Transcendence red light

The neo-luddite attitude is bad enough, but the movie commits a far worse sin: it’s dull. If only it worked as a schlocky pile of pulp nonsense, that’d be something…
I’m “biast” (pro): the cast is appealing

I’m “biast” (con): really? evil computer? *sigh*

(what is this about? see my critic’s minifesto)

Human beings, at least in some places on planet Earth, are afforded the presumption of innocence until proven guilty. But somehow, pop culture has unilaterally decided that AI — artificial intelligence — is to be condemned before it even exists. And so we have Transcendence, which feels no need to mess about with any metaphoric applications of Evil Computers — like, say, how The Matrix used AI with a grudge against humanity to craft a seductive metaphor about conformity — but goes straight for the cautionary horror tale: Do not create AI, humanity. It’s one of those things in which man was not meant to meddle.

It really is time we dispensed with this anti-science crap, particularly in movies that require massive computing power to get them up on the big screen.

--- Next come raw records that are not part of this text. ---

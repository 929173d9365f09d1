//! Cash and position bookkeeping for one episode

use crate::env::Action;
use crate::error::GymError;
use crate::portfolio::Position;
use crate::Result;
use serde::{Deserialize, Serialize};
use tracing::{debug, warn};

/// Outcome of applying one action to one symbol
#[derive(Debug, Clone, Copy, PartialEq, Serialize, Deserialize)]
pub struct Fill {
    pub action: Action,
    /// Shares bought or sold; zero when the action changed nothing
    pub shares: u64,
    pub price: f64,
}

impl Fill {
    fn none(action: Action, price: f64) -> Self {
        Self {
            action,
            shares: 0,
            price,
        }
    }

    /// Check if the action moved cash or shares
    pub fn is_filled(&self) -> bool {
        self.shares > 0
    }

    /// Cash moved by the fill, signed from the ledger's side
    pub fn cash_delta(&self) -> f64 {
        let notional = self.shares as f64 * self.price;
        match self.action {
            Action::Buy => -notional,
            Action::Sell => notional,
            Action::Hold => 0.0,
        }
    }
}

/// Cash plus one position per tracked symbol, addressed by symbol index
///
/// Buys spend the largest whole-share quantity cash allows and sells always
/// liquidate, so cash and shares never go negative and no trade is ever
/// rejected for insufficient funds.
#[derive(Debug, Clone, PartialEq)]
pub struct Ledger {
    initial_cash: f64,
    cash: f64,
    positions: Vec<Position>,
}

impl Ledger {
    pub fn new<S: AsRef<str>>(symbols: &[S], initial_cash: f64) -> Result<Self> {
        if symbols.is_empty() {
            return Err(GymError::config("ledger needs at least one symbol"));
        }
        if !initial_cash.is_finite() || initial_cash <= 0.0 {
            return Err(GymError::config(format!(
                "initial balance must be finite and positive, got {}",
                initial_cash
            )));
        }
        Ok(Self {
            initial_cash,
            cash: initial_cash,
            positions: symbols.iter().map(|s| Position::new(s.as_ref())).collect(),
        })
    }

    /// Spend as much cash as possible on whole shares
    pub fn apply_buy(&mut self, symbol: usize, price: f64) -> Fill {
        if !usable_price(price) {
            warn!("Ignoring buy at unusable price {}", price);
            return Fill::none(Action::Buy, price);
        }
        let Some(position) = self.positions.get_mut(symbol) else {
            return Fill::none(Action::Buy, price);
        };

        let shares = (self.cash / price).floor() as u64;
        if shares == 0 {
            return Fill::none(Action::Buy, price);
        }
        position.shares += shares;
        self.cash = clamp_dust(self.cash - shares as f64 * price);
        debug!("Bought {} {} @ {:.4}", shares, position.symbol, price);

        Fill {
            action: Action::Buy,
            shares,
            price,
        }
    }

    /// Liquidate the whole position
    pub fn apply_sell(&mut self, symbol: usize, price: f64) -> Fill {
        if !usable_price(price) {
            warn!("Ignoring sell at unusable price {}", price);
            return Fill::none(Action::Sell, price);
        }
        let Some(position) = self.positions.get_mut(symbol) else {
            return Fill::none(Action::Sell, price);
        };
        if position.is_flat() {
            return Fill::none(Action::Sell, price);
        }

        let shares = position.shares;
        self.cash += shares as f64 * price;
        position.shares = 0;
        debug!("Sold {} {} @ {:.4}", shares, position.symbol, price);

        Fill {
            action: Action::Sell,
            shares,
            price,
        }
    }

    pub fn apply(&mut self, action: Action, symbol: usize, price: f64) -> Fill {
        match action {
            Action::Hold => Fill::none(Action::Hold, price),
            Action::Buy => self.apply_buy(symbol, price),
            Action::Sell => self.apply_sell(symbol, price),
        }
    }

    /// Cash plus shares valued at the given closes; `None` skips a symbol
    pub fn mark_to_market(&self, prices: &[Option<f64>]) -> f64 {
        self.cash
            + self
                .positions
                .iter()
                .zip(prices)
                .filter_map(|(position, price)| price.map(|p| position.value(p)))
                .sum::<f64>()
    }

    pub fn cash(&self) -> f64 {
        self.cash
    }

    pub fn initial_cash(&self) -> f64 {
        self.initial_cash
    }

    pub fn positions(&self) -> &[Position] {
        &self.positions
    }

    pub fn shares(&self, symbol: usize) -> u64 {
        self.positions.get(symbol).map(|p| p.shares).unwrap_or(0)
    }

    /// Restore the opening state of an episode
    pub fn reset(&mut self) {
        self.cash = self.initial_cash;
        for position in &mut self.positions {
            position.shares = 0;
        }
    }
}

fn usable_price(price: f64) -> bool {
    price.is_finite() && price > 0.0
}

/// Float dust from `cash - shares * price` must not leave cash below zero
fn clamp_dust(cash: f64) -> f64 {
    cash.max(0.0)
}

#[cfg(test)]
mod tests {
    use super::*;

    #[test]
    fn test_buy_spends_whole_shares() {
        let mut ledger = Ledger::new(&["AAPL"], 10_000.0).unwrap();
        let fill = ledger.apply_buy(0, 300.0);

        assert_eq!(fill.shares, 33);
        assert_eq!(ledger.shares(0), 33);
        assert!((ledger.cash() - 100.0).abs() < 1e-9);
        assert!((fill.cash_delta() + 9_900.0).abs() < 1e-9);
    }

    #[test]
    fn test_buy_without_cash_is_noop() {
        let mut ledger = Ledger::new(&["AAPL"], 50.0).unwrap();
        let fill = ledger.apply_buy(0, 100.0);
        assert!(!fill.is_filled());
        assert_eq!(ledger.cash(), 50.0);
        assert_eq!(ledger.shares(0), 0);
    }

    #[test]
    fn test_sell_liquidates_and_flat_sell_is_noop() {
        let mut ledger = Ledger::new(&["AAPL"], 10_000.0).unwrap();
        assert!(!ledger.apply_sell(0, 100.0).is_filled());

        ledger.apply_buy(0, 100.0);
        let fill = ledger.apply_sell(0, 110.0);
        assert_eq!(fill.shares, 100);
        assert_eq!(ledger.cash(), 11_000.0);
        assert_eq!(ledger.shares(0), 0);
    }

    #[test]
    fn test_unusable_prices_ignored() {
        let mut ledger = Ledger::new(&["AAPL"], 1_000.0).unwrap();
        assert!(!ledger.apply_buy(0, 0.0).is_filled());
        assert!(!ledger.apply_buy(0, f64::NAN).is_filled());
        assert!(!ledger.apply_buy(0, -5.0).is_filled());
        assert!(!ledger.apply_buy(3, 10.0).is_filled());
        assert_eq!(ledger.cash(), 1_000.0);
    }

    #[test]
    fn test_mark_to_market_skips_missing_prices() {
        let mut ledger = Ledger::new(&["AAPL", "MSFT"], 1_000.0).unwrap();
        ledger.apply_buy(0, 100.0);
        assert_eq!(ledger.mark_to_market(&[Some(120.0), Some(50.0)]), 1_200.0);
        assert_eq!(ledger.mark_to_market(&[None, Some(50.0)]), 0.0);
    }

    #[test]
    fn test_random_sequence_keeps_invariants() {
        let mut ledger = Ledger::new(&["AAPL", "MSFT"], 10_000.0).unwrap();
        let prices = [97.3, 101.9, 88.1, 120.4, 33.3, 250.0, 99.99];
        let actions = [Action::Buy, Action::Sell, Action::Hold];
        for i in 0..200usize {
            let action = actions[(i * 7 + i / 3) % 3];
            let price = prices[(i * 5) % prices.len()];
            ledger.apply(action, i % 2, price);
            assert!(ledger.cash() >= 0.0);
        }
    }

    #[test]
    fn test_buy_all_then_mark_near_initial() {
        let mut ledger = Ledger::new(&["AAPL"], 10_000.0).unwrap();
        ledger.apply_buy(0, 333.0);
        let value = ledger.mark_to_market(&[Some(333.0)]);
        assert!((value - 10_000.0).abs() < 333.0);
    }

    #[test]
    fn test_invalid_construction() {
        assert!(Ledger::new(&["AAPL"], 0.0).is_err());
        assert!(Ledger::new(&["AAPL"], f64::INFINITY).is_err());
        assert!(Ledger::new::<&str>(&[], 100.0).is_err());
    }
}
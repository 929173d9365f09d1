use axum::{extract::State, routing::get, Json, Router};
use serde::Deserialize;
use serde_json::{json, Value};
use std::sync::Arc;

use crate::error::ApiError;
use crate::state::AppState;

pub fn routes() -> Router<Arc<AppState>> {
    Router::new().route(
        "/stocks",
        get(list_stocks).post(add_stock).delete(remove_stock),
    )
}

#[derive(Debug, Deserialize)]
pub struct StockRequest {
    pub symbol: String,
}

/// GET /stocks
async fn list_stocks(State(state): State<Arc<AppState>>) -> Result<Json<Value>, ApiError> {
    let symbols = state.tickers.lock().await.load()?;
    Ok(Json(json!({ "symbols": symbols })))
}

/// POST /stocks
async fn add_stock(
    State(state): State<Arc<AppState>>,
    Json(req): Json<StockRequest>,
) -> Result<Json<Value>, ApiError> {
    let symbols = state.tickers.lock().await.add(&req.symbol)?;
    Ok(Json(json!({ "symbols": symbols })))
}

/// DELETE /stocks
async fn remove_stock(
    State(state): State<Arc<AppState>>,
    Json(req): Json<StockRequest>,
) -> Result<Json<Value>, ApiError> {
    let symbols = state.tickers.lock().await.remove(&req.symbol)?;
    Ok(Json(json!({ "symbols": symbols })))
}
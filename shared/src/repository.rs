//! Storage of raw bars and their computed indicators

use crate::entity::intraday_data;
use anyhow::{Context, Result};
use sea_orm::sea_query::{Expr, OnConflict};
use sea_orm::{
    ActiveValue, ColumnTrait, DatabaseConnection, EntityTrait, QueryFilter, QueryOrder,
    QuerySelect, TransactionTrait,
};
use std::sync::Arc;
use tracing::{debug, info};
use trading_gym::data::{FeatureRow, SymbolSeries, Tick};

/// Rows per INSERT; keeps bound parameters under SQLite's limit
const INSERT_CHUNK: usize = 100;

pub struct IntradayRepository {
    db: Arc<DatabaseConnection>,
}

impl IntradayRepository {
    pub fn new(db: Arc<DatabaseConnection>) -> Self {
        Self { db }
    }

    /// Insert bars, skipping any (symbol, datetime) already stored
    pub async fn insert_ticks(&self, ticks: &[Tick]) -> Result<u64> {
        let mut inserted = 0;
        for chunk in ticks.chunks(INSERT_CHUNK) {
            let models = chunk.iter().map(|tick| intraday_data::ActiveModel {
                symbol: ActiveValue::Set(tick.symbol.clone()),
                datetime: ActiveValue::Set(tick.timestamp),
                open: ActiveValue::Set(tick.open),
                high: ActiveValue::Set(tick.high),
                low: ActiveValue::Set(tick.low),
                close: ActiveValue::Set(tick.close),
                volume: ActiveValue::Set(i64::try_from(tick.volume).unwrap_or(i64::MAX)),
                ..Default::default()
            });

            inserted += intraday_data::Entity::insert_many(models)
                .on_conflict(
                    OnConflict::columns([
                        intraday_data::Column::Symbol,
                        intraday_data::Column::Datetime,
                    ])
                    .do_nothing()
                    .to_owned(),
                )
                .exec_without_returning(self.db.as_ref())
                .await
                .context("failed to insert intraday bars")?;
        }
        info!("Inserted {} of {} bars", inserted, ticks.len());
        Ok(inserted)
    }

    /// Bars of one symbol, oldest first
    pub async fn load_ticks(&self, symbol: &str) -> Result<Vec<Tick>> {
        let models = intraday_data::Entity::find()
            .filter(intraday_data::Column::Symbol.eq(symbol))
            .order_by_asc(intraday_data::Column::Datetime)
            .all(self.db.as_ref())
            .await?;
        Ok(models.into_iter().map(to_tick).collect())
    }

    /// Write indicator columns onto the bars they were computed from
    pub async fn save_features(&self, rows: &[FeatureRow]) -> Result<u64> {
        let txn = self.db.begin().await?;
        let mut updated = 0;
        for row in rows {
            let result = intraday_data::Entity::update_many()
                .col_expr(intraday_data::Column::Ema8, Expr::value(row.ema_8))
                .col_expr(intraday_data::Column::Ema21, Expr::value(row.ema_21))
                .col_expr(intraday_data::Column::Ema50, Expr::value(row.ema_50))
                .col_expr(intraday_data::Column::Rsi14, Expr::value(row.rsi_14))
                .col_expr(intraday_data::Column::Macd, Expr::value(row.macd))
                .col_expr(intraday_data::Column::MacdSignal, Expr::value(row.macd_signal))
                .col_expr(intraday_data::Column::Doji, Expr::value(row.doji))
                .col_expr(intraday_data::Column::Hammer, Expr::value(row.hammer))
                .col_expr(intraday_data::Column::Engulfing, Expr::value(row.engulfing))
                .col_expr(intraday_data::Column::Vwap, Expr::value(row.vwap))
                .filter(intraday_data::Column::Symbol.eq(row.symbol.as_str()))
                .filter(intraday_data::Column::Datetime.eq(row.timestamp))
                .exec(&txn)
                .await?;
            updated += result.rows_affected;
        }
        txn.commit().await?;
        debug!("Updated indicators on {} bars", updated);
        Ok(updated)
    }

    /// Feature rows of one symbol, oldest first; warm-up rows keep their NULLs
    pub async fn load_features(&self, symbol: &str) -> Result<Vec<FeatureRow>> {
        let models = intraday_data::Entity::find()
            .filter(intraday_data::Column::Symbol.eq(symbol))
            .order_by_asc(intraday_data::Column::Datetime)
            .all(self.db.as_ref())
            .await?;
        Ok(models.into_iter().map(to_feature_row).collect())
    }

    /// Feature series for each requested symbol, in the given order
    pub async fn load_feature_series(&self, symbols: &[String]) -> Result<Vec<SymbolSeries>> {
        let mut series = Vec::with_capacity(symbols.len());
        for symbol in symbols {
            series.push(SymbolSeries::new(symbol.clone(), self.load_features(symbol).await?));
        }
        Ok(series)
    }

    /// Distinct stored symbols, sorted
    pub async fn symbols(&self) -> Result<Vec<String>> {
        let symbols = intraday_data::Entity::find()
            .select_only()
            .column(intraday_data::Column::Symbol)
            .distinct()
            .order_by_asc(intraday_data::Column::Symbol)
            .into_tuple::<String>()
            .all(self.db.as_ref())
            .await?;
        Ok(symbols)
    }
}

fn to_tick(model: intraday_data::Model) -> Tick {
    Tick::new(
        model.symbol,
        model.datetime,
        model.open,
        model.high,
        model.low,
        model.close,
        u64::try_from(model.volume).unwrap_or(0),
    )
}

fn to_feature_row(model: intraday_data::Model) -> FeatureRow {
    FeatureRow {
        symbol: model.symbol,
        timestamp: model.datetime,
        close: model.close,
        ema_8: model.ema_8,
        ema_21: model.ema_21,
        ema_50: model.ema_50,
        rsi_14: model.rsi_14,
        macd: model.macd,
        macd_signal: model.macd_signal,
        doji: model.doji.unwrap_or(false),
        hammer: model.hammer.unwrap_or(false),
        engulfing: model.engulfing.unwrap_or(false),
        vwap: model.vwap,
    }
}
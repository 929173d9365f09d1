use axum::http::StatusCode;
use axum::response::{IntoResponse, Response};
use serde_json::json;
use shared::TickerError;
use thiserror::Error;
use tracing::error;

/// Error returned by route handlers, rendered as `{"error": ...}`
#[derive(Error, Debug)]
pub enum ApiError {
    #[error("{0}")]
    BadRequest(String),

    #[error("{0}")]
    NotFound(String),

    #[error("{0:#}")]
    Internal(#[from] anyhow::Error),
}

impl IntoResponse for ApiError {
    fn into_response(self) -> Response {
        let status = match &self {
            Self::BadRequest(_) => StatusCode::BAD_REQUEST,
            Self::NotFound(_) => StatusCode::NOT_FOUND,
            Self::Internal(e) => {
                error!("Request failed: {:#}", e);
                StatusCode::INTERNAL_SERVER_ERROR
            }
        };
        (status, axum::Json(json!({ "error": self.to_string() }))).into_response()
    }
}

impl From<TickerError> for ApiError {
    fn from(e: TickerError) -> Self {
        match e {
            TickerError::Duplicate(_) | TickerError::Invalid(_) => Self::BadRequest(e.to_string()),
            TickerError::NotFound(_) => Self::NotFound(e.to_string()),
            other => Self::Internal(other.into()),
        }
    }
}

impl From<trading_gym::GymError> for ApiError {
    fn from(e: trading_gym::GymError) -> Self {
        Self::Internal(e.into())
    }
}
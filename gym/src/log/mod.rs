//! Episode logging module
//!
//! Trade and action logs are written once per completed episode.

pub mod episode;

pub use episode::*;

Transcendence — from cinematographer Wally Pfister making his directorial debut and first-time screenwriter Jack Paglen — also, bizarrely, feels no need to mess about with any actual horror. The neo-luddite attitude is bad enough, but the movie commits a far worse sin: it’s as dull as the empty desert sands and the sterile white labs in which much of it takes place. Pfister and Paglen may in fact believe they were making a serious, solemn drama rather than a schlocky pile of pulp nonsense, but given what we ended up with, the latter seems closer, even if it failed in the attempt.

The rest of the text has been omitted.